Math equations in HTML

Recently one of our wonderful clients The Australian Association Of Mathematics Teachers Inc. (AAMT) needed a new eZ Publish sub-site added to their existing website. eZ Publish has a powerfully flexible system for this called site-access which I'll share on separately. As this new sub-site is to be an educational resource for teachers of mathematics accurate and consistent display of mathematical equations is very important. Initially I was unaware of the challenges of presenting maths in HTML. AAMT was naturally more familiar with it and brought me up to speed, I've since learnt even presenting a simple fraction is difficult, the typical way eg. ¼ is technically incorrect, the angled line dividing the fraction should actually be a vinculum however HTML has no character support for a vinculum.

Time to do some research, I found a very good article on the topic by Jukka Korpela called Math in HTML (and CSS) from which I concluded there are essentially 3 paths to choose from.

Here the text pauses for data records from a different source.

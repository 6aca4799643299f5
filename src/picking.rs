//! CPU ray picking against body bounding spheres.
//!
//! A pointer position is unprojected through the camera into a render-space
//! ray, which is tested against every body's sphere (center = current
//! render position, radius = visual radius). The nearest hit along the ray
//! wins. Equal distances resolve to the lowest body id, since bodies are
//! visited in id order and only a strictly nearer hit replaces the current
//! one.

use glam::{Vec2, Vec3};

use crate::bodies::{BodyId, BodyRegistry};
use crate::camera::Camera;

/// A successful pick.
#[derive(Debug, Clone, Copy, PartialEq)]
pub struct PickHit {
    /// The body hit.
    pub id: BodyId,
    /// Distance along the ray to the sphere surface.
    pub distance: f32,
}

/// Maps pointer coordinates to bodies.
#[derive(Debug, Default, Clone, Copy)]
pub struct PickingService;

impl PickingService {
    /// Create a picking service.
    #[must_use]
    pub fn new() -> Self {
        Self
    }

    /// Body under `pointer` (viewport pixels, origin top-left), if any.
    /// A miss is not an error; callers treat it as "clear selection".
    #[must_use]
    pub fn pick(
        &self,
        pointer: Vec2,
        viewport: Vec2,
        camera: &Camera,
        bodies: &BodyRegistry,
    ) -> Option<BodyId> {
        self.pick_hit(pointer, viewport, camera, bodies).map(|hit| hit.id)
    }

    /// Like [`pick`](Self::pick), also reporting the hit distance.
    #[must_use]
    pub fn pick_hit(
        &self,
        pointer: Vec2,
        viewport: Vec2,
        camera: &Camera,
        bodies: &BodyRegistry,
    ) -> Option<PickHit> {
        if !pointer.is_finite() || !(viewport.x > 0.0 && viewport.y > 0.0) {
            log::debug!("pick skipped: pointer {pointer:?}, viewport {viewport:?}");
            return None;
        }
        let (origin, dir) = camera.screen_to_ray(pointer, viewport);
        if !origin.is_finite() || dir == Vec3::ZERO {
            return None;
        }
        let hit = self.ray_pick(origin, dir, bodies);
        if let Some(hit) = hit {
            log::debug!("pick hit {} at {:.2}", hit.id, hit.distance);
        }
        hit
    }

    /// Nearest body whose bounding sphere the ray enters.
    #[must_use]
    pub fn ray_pick(
        &self,
        origin: Vec3,
        dir: Vec3,
        bodies: &BodyRegistry,
    ) -> Option<PickHit> {
        let mut closest: Option<PickHit> = None;
        for body in bodies.iter() {
            let center = bodies.to_render_space(body.state().position);
            let Some(t) =
                ray_sphere_intersect(origin, dir, center, body.visual_radius)
            else {
                continue;
            };
            if closest.is_none_or(|c| t < c.distance) {
                closest = Some(PickHit {
                    id: body.id,
                    distance: t,
                });
            }
        }
        closest
    }
}

/// Ray-sphere intersection test.
///
/// Returns the distance along the ray to the first intersection in front of
/// the origin (the exit point when the origin is inside the sphere), or
/// `None` on a miss.
#[must_use]
pub fn ray_sphere_intersect(
    ray_origin: Vec3,
    ray_dir: Vec3,
    center: Vec3,
    radius: f32,
) -> Option<f32> {
    let oc = ray_origin - center;
    let a = ray_dir.dot(ray_dir);
    let b = 2.0 * oc.dot(ray_dir);
    let c = oc.dot(oc) - radius * radius;
    let discriminant = b * b - 4.0 * a * c;

    if a <= 0.0 || discriminant.is_nan() || discriminant < 0.0 {
        return None;
    }

    let sqrt_d = discriminant.sqrt();
    let near = (-b - sqrt_d) / (2.0 * a);
    if near > 0.0 {
        return Some(near);
    }
    // Origin inside the sphere
    let far = (-b + sqrt_d) / (2.0 * a);
    (far > 0.0).then_some(far)
}

#[cfg(test)]
mod tests {
    use glam::DVec3;

    use super::*;
    use crate::bodies::{BodySpec, CentralBody};
    use crate::options::CameraOptions;
    use crate::physics::StateVector;

    const VIEWPORT: Vec2 = Vec2::new(1600.0, 900.0);

    /// Body at a render-space position (distance scale 1, Y/Z swapped).
    fn spec(name: &str, render: Vec3, radius: f32) -> BodySpec {
        BodySpec {
            name: name.into(),
            local_name: name.into(),
            visual_radius: radius,
            color: 0x00ff_ffff,
            rotation_period: 0.0,
            initial_state: StateVector::new(
                DVec3::new(render.x.into(), render.z.into(), render.y.into()),
                DVec3::ZERO,
            ),
            description: String::new(),
        }
    }

    fn registry(specs: Vec<BodySpec>) -> BodyRegistry {
        BodyRegistry::new(specs, CentralBody::default(), 1.0).unwrap()
    }

    fn camera() -> Camera {
        Camera::new(
            Vec3::new(0.0, 0.0, 100.0),
            Vec3::ZERO,
            &CameraOptions::default(),
            VIEWPORT.x / VIEWPORT.y,
        )
    }

    #[test]
    fn ray_through_center_hits_that_body() {
        let bodies = registry(vec![
            spec("a", Vec3::new(-30.0, 0.0, 0.0), 2.0),
            spec("b", Vec3::new(0.0, 20.0, 0.5), 2.0),
            spec("c", Vec3::new(25.0, -10.0, -5.0), 2.0),
        ]);
        let cam = camera();
        let picker = PickingService::new();
        for body in bodies.iter() {
            let center = bodies.to_render_space(body.state().position);
            let pixel = cam.world_to_screen(center, VIEWPORT).unwrap();
            assert_eq!(picker.pick(pixel, VIEWPORT, &cam, &bodies), Some(body.id));
        }
    }

    #[test]
    fn empty_space_returns_none() {
        let bodies = registry(vec![
            spec("a", Vec3::new(-30.0, 0.0, 0.0), 2.0),
            spec("b", Vec3::new(30.0, 0.0, 0.0), 2.0),
        ]);
        let picker = PickingService::new();
        assert_eq!(
            picker.pick(Vec2::new(5.0, 5.0), VIEWPORT, &camera(), &bodies),
            None
        );
    }

    #[test]
    fn overlapping_spheres_return_nearer_body() {
        let bodies = registry(vec![
            spec("far", Vec3::new(0.0, 0.0, -10.0), 3.0),
            spec("near", Vec3::new(0.0, 0.5, 10.0), 3.0),
        ]);
        let hit = PickingService::new()
            .pick_hit(VIEWPORT * 0.5, VIEWPORT, &camera(), &bodies)
            .unwrap();
        assert_eq!(hit.id, BodyId(1));
        assert!(hit.distance < 90.0);
    }

    #[test]
    fn exact_tie_resolves_to_first_id() {
        let bodies = registry(vec![
            spec("first", Vec3::new(0.0, 0.0, 1.0), 2.0),
            spec("second", Vec3::new(0.0, 0.0, 1.0), 2.0),
        ]);
        let picker = PickingService::new();
        for _ in 0..10 {
            assert_eq!(
                picker.pick(VIEWPORT * 0.5, VIEWPORT, &camera(), &bodies),
                Some(BodyId(0))
            );
        }
    }

    #[test]
    fn degenerate_viewport_or_pointer_misses() {
        let bodies = registry(vec![spec("a", Vec3::new(0.0, 0.0, 1.0), 5.0)]);
        let picker = PickingService::new();
        let cam = camera();
        assert_eq!(picker.pick(Vec2::ZERO, Vec2::ZERO, &cam, &bodies), None);
        assert_eq!(
            picker.pick(Vec2::new(f32::NAN, 1.0), VIEWPORT, &cam, &bodies),
            None
        );
    }

    #[test]
    fn sphere_behind_ray_is_missed() {
        let hit = ray_sphere_intersect(Vec3::ZERO, Vec3::Z, Vec3::new(0.0, 0.0, -5.0), 1.0);
        assert_eq!(hit, None);
    }

    #[test]
    fn origin_inside_sphere_reports_exit() {
        let t = ray_sphere_intersect(Vec3::ZERO, Vec3::X, Vec3::ZERO, 2.0).unwrap();
        assert!((t - 2.0).abs() < 1e-6);
    }
}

  1. use HTML / CSS "trickery"
  2. use Images
  3. use a dedicated JavaScript module

HTML/CSS requires the use of css tricks like text-decoration: overline and position to massage content into appearing correct, however its quite crude and the results are not consistent cross browsers.
Images was the initial choice of the client as it ensured accuracy across browser and print, this is probably the most common method used currently.
Then there are JavaScript modules dedicated to this purpose, notably there is jqMath and MathJax while jqMath states that ”MathJax is much bigger and more complicated than jqMath” I found the difference to not be significant enough to concern me particularly since the instances per page for our use will be relatively low and I also found the larger user-base of MathJax was likely to result in better development and support into the future.

The client assessed MathJax and requested its inclusion, so we built an eZ Publish extension that loads MathJax in eZ Publish, LaTeX expressions to be written directly into XML fields. The MathJax tag line is "Beautiful math in all browsers" and it does live up to the claim rendering correct mathematical formula and equations consistently. If you have similar a need I recommend you check out MathJax.

Link to the new sub-site will be added once the site is made public.